Return, word for word, only the lines of the data below that lie between the line with "filename crates/core-state/tests/common/mod.rs" and the line with "pub fn file(text: &str)", those two lines included.

(Stored data)
________

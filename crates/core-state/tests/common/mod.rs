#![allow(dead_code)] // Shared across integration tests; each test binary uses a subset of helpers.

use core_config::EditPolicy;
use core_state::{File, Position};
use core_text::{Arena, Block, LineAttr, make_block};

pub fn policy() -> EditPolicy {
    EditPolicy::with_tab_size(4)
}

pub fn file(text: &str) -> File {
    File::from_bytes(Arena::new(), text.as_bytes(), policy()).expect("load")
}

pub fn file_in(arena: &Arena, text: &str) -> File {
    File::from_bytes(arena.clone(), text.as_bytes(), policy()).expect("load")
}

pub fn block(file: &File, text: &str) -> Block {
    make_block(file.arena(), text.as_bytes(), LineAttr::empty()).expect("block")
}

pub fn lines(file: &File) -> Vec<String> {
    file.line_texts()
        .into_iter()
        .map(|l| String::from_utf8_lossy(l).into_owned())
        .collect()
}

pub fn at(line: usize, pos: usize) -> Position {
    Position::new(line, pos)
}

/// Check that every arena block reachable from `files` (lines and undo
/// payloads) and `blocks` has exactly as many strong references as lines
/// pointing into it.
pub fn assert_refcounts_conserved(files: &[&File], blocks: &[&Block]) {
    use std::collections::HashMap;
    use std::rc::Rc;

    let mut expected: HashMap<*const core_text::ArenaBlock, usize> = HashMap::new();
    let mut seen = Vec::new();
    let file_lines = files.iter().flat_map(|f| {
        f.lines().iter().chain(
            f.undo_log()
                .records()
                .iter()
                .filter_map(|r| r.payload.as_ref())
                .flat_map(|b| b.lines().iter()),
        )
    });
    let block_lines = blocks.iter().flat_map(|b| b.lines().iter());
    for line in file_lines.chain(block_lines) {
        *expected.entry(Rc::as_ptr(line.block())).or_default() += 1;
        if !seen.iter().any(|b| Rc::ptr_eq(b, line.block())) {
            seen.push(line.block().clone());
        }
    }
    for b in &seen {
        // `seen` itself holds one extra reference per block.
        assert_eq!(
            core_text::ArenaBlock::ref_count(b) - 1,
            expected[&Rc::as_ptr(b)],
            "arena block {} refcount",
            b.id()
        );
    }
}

________

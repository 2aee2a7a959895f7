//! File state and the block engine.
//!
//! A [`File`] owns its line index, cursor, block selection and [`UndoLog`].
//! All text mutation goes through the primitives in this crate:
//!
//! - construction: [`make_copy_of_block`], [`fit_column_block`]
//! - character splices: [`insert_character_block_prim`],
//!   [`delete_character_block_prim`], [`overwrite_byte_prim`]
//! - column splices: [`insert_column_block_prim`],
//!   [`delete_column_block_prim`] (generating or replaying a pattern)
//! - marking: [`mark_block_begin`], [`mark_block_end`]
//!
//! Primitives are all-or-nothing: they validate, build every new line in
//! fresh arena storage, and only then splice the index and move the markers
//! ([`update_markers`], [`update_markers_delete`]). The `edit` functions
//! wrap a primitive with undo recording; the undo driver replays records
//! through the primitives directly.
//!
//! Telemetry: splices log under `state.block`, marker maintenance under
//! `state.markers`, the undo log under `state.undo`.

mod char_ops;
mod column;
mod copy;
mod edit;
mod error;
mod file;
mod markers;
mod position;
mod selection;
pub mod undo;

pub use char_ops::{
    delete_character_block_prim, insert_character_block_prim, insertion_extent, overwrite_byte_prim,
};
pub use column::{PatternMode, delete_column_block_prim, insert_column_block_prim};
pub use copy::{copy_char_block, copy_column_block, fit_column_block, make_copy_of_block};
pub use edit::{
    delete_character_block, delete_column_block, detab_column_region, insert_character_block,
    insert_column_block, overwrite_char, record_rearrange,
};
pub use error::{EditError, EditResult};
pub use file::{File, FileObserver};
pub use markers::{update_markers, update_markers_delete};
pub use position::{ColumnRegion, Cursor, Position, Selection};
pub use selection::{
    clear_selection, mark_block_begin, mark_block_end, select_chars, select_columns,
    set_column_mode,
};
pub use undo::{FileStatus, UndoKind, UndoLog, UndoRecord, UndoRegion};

________

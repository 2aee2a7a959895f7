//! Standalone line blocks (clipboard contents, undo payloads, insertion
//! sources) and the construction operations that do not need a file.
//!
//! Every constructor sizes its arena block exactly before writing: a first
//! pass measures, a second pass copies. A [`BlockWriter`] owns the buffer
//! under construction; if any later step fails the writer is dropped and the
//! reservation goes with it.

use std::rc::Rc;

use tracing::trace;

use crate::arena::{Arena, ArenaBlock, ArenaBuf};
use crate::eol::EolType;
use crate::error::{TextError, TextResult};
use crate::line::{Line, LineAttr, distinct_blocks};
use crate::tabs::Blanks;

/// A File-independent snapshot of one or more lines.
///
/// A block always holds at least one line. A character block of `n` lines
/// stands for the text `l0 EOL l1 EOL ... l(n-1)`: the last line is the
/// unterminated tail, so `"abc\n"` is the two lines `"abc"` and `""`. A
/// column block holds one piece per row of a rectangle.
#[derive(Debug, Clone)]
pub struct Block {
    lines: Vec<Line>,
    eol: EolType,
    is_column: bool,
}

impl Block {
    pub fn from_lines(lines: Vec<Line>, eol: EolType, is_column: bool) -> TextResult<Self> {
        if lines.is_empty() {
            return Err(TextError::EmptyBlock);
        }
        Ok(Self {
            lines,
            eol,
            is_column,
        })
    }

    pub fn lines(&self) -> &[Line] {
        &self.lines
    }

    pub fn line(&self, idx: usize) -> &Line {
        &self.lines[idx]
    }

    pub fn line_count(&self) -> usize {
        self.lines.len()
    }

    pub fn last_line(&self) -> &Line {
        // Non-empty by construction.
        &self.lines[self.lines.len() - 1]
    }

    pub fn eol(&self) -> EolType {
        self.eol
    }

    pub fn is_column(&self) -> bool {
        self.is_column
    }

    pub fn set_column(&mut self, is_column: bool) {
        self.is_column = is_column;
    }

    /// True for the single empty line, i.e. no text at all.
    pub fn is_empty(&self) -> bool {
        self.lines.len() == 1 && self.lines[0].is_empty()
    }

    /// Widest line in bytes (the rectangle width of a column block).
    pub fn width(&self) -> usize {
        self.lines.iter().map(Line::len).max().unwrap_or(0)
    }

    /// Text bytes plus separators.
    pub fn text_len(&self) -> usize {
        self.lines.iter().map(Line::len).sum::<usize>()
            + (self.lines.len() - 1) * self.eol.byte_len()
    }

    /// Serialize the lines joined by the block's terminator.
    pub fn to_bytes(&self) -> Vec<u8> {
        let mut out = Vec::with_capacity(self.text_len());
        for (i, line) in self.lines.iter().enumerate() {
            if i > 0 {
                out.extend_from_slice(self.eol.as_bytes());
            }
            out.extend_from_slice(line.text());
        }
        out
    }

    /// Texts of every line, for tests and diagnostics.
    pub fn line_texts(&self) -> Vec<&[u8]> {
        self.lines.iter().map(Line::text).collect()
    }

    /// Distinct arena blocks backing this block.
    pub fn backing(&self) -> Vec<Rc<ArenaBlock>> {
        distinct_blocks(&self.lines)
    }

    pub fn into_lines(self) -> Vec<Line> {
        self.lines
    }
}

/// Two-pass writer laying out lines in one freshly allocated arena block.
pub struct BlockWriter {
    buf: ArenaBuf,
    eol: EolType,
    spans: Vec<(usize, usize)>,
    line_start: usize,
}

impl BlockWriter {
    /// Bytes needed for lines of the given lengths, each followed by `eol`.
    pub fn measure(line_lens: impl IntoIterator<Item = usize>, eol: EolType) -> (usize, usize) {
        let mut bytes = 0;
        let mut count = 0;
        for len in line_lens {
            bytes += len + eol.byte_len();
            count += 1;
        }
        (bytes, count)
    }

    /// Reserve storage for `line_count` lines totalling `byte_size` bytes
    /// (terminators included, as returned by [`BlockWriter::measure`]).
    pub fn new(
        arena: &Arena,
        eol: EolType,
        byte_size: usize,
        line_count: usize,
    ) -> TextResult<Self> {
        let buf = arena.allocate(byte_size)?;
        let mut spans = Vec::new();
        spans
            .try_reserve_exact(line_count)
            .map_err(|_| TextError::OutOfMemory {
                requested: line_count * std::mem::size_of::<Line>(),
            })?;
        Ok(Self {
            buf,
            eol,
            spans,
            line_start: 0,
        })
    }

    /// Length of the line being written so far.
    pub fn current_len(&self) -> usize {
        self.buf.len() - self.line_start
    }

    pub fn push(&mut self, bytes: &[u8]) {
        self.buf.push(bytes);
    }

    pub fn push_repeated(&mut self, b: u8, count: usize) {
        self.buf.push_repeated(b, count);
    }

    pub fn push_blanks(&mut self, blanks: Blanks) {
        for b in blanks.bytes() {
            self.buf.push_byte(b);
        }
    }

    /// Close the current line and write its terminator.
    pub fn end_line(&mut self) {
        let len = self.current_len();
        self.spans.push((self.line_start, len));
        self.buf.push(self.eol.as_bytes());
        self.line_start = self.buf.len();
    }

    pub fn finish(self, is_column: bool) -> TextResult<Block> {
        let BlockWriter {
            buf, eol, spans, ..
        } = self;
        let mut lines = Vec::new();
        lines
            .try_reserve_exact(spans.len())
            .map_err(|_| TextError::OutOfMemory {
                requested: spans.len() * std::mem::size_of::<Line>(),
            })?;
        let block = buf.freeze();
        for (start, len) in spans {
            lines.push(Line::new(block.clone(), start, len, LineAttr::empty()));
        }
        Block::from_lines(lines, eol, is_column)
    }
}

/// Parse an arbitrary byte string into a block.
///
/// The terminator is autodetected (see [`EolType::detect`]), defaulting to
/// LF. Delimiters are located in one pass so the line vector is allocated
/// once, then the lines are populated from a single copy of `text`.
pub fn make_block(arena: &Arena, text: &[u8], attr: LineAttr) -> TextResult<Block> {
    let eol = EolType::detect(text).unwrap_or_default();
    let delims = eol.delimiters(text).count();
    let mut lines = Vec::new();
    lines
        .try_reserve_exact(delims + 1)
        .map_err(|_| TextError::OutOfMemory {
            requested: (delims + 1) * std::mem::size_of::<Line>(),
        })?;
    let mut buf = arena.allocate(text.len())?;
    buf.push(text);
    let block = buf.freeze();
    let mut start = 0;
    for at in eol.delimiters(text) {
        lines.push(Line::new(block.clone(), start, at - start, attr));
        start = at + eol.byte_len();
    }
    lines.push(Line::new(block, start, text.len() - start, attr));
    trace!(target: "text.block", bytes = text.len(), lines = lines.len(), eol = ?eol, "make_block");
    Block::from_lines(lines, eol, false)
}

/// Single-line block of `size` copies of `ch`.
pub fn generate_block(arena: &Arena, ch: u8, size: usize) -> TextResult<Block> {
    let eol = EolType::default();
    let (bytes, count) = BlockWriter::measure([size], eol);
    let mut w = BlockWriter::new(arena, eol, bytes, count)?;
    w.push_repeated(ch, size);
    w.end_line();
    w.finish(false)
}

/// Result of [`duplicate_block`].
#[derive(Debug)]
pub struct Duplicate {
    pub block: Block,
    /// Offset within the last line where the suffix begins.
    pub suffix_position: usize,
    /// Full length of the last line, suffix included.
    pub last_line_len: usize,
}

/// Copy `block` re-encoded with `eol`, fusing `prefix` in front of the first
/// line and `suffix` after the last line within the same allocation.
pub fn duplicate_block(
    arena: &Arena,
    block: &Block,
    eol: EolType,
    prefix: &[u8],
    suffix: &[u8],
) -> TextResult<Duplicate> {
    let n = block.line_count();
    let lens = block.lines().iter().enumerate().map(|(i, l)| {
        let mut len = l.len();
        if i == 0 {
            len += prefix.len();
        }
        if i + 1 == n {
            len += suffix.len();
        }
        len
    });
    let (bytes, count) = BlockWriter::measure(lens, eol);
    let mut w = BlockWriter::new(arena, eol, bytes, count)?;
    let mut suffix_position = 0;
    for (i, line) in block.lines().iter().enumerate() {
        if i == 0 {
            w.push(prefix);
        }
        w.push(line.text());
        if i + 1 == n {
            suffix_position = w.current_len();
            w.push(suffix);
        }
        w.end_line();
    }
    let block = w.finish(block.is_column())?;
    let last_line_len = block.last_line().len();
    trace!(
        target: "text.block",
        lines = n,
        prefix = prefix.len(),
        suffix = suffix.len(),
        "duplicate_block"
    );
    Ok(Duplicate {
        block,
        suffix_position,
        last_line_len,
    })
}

________

● REPLY:
filename crates/core-state/tests/common/mod.rs
#![allow(dead_code)] // Shared across integration tests; each test binary uses a subset of helpers.

use core_config::EditPolicy;
use core_state::{File, Position};
use core_text::{Arena, Block, LineAttr, make_block};

pub fn policy() -> EditPolicy {
    EditPolicy::with_tab_size(4)
}

pub fn file(text: &str) -> File {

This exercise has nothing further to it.